Supplied material Start Marker
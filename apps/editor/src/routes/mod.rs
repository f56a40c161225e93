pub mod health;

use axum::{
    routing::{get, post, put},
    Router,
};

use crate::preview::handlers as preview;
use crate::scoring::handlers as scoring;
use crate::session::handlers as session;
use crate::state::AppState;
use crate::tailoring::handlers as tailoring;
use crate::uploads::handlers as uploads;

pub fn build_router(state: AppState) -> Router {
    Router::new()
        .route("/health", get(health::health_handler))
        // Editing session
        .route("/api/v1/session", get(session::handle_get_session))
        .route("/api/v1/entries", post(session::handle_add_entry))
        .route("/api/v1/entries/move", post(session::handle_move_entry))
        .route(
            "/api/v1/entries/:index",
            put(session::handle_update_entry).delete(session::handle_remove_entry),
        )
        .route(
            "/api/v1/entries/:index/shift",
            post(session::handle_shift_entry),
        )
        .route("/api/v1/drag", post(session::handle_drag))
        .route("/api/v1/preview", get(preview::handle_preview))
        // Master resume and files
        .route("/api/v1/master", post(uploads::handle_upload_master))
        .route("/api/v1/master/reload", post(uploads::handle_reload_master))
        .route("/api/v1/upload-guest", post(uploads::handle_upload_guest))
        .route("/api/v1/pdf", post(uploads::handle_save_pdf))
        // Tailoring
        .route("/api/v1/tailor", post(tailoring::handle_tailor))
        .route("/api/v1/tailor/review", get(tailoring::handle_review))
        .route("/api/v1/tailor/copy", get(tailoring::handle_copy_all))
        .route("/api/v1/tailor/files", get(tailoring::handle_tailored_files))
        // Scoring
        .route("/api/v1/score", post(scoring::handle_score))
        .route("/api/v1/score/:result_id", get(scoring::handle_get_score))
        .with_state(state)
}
Supplied material End Marker
• _The task_: Repeat the listing above without any change.

• _Exercise answer_:
filename apps/editor/src/routes/mod.rs
repository f56a40c161225e93
pub mod health;

use axum::{
    routing::{get, post, put},
    Router,
};

use crate::preview::handlers as preview;
use crate::scoring::handlers as scoring;
use crate::session::handlers as session;
use crate::state::AppState;
use crate::tailoring::handlers as tailoring;
use crate::uploads::handlers as uploads;

pub fn build_router(state: AppState) -> Router {
    Router::new()
        .route("/health", get(health::health_handler))
        // Editing session
        .route("/api/v1/session", get(session::handle_get_session))
        .route("/api/v1/entries", post(session::handle_add_entry))
        .route("/api/v1/entries/move", post(session::handle_move_entry))
        .route(
            "/api/v1/entries/:index",
            put(session::handle_update_entry).delete(session::handle_remove_entry),
        )
        .route(
            "/api/v1/entries/:index/shift",
            post(session::handle_shift_entry),
        )
        .route("/api/v1/drag", post(session::handle_drag))
        .route("/api/v1/preview", get(preview::handle_preview))
        // Master resume and files
        .route("/api/v1/master", post(uploads::handle_upload_master))
        .route("/api/v1/master/reload", post(uploads::handle_reload_master))
        .route("/api/v1/upload-guest", post(uploads::handle_upload_guest))
        .route("/api/v1/pdf", post(uploads::handle_save_pdf))
        // Tailoring
        .route("/api/v1/tailor", post(tailoring::handle_tailor))
        .route("/api/v1/tailor/review", get(tailoring::handle_review))
        .route("/api/v1/tailor/copy", get(tailoring::handle_copy_all))
        .route("/api/v1/tailor/files", get(tailoring::handle_tailored_files))
        // Scoring
        .route("/api/v1/score", post(scoring::handle_score))
        .route("/api/v1/score/:result_id", get(scoring::handle_get_score))
        .with_state(state)
}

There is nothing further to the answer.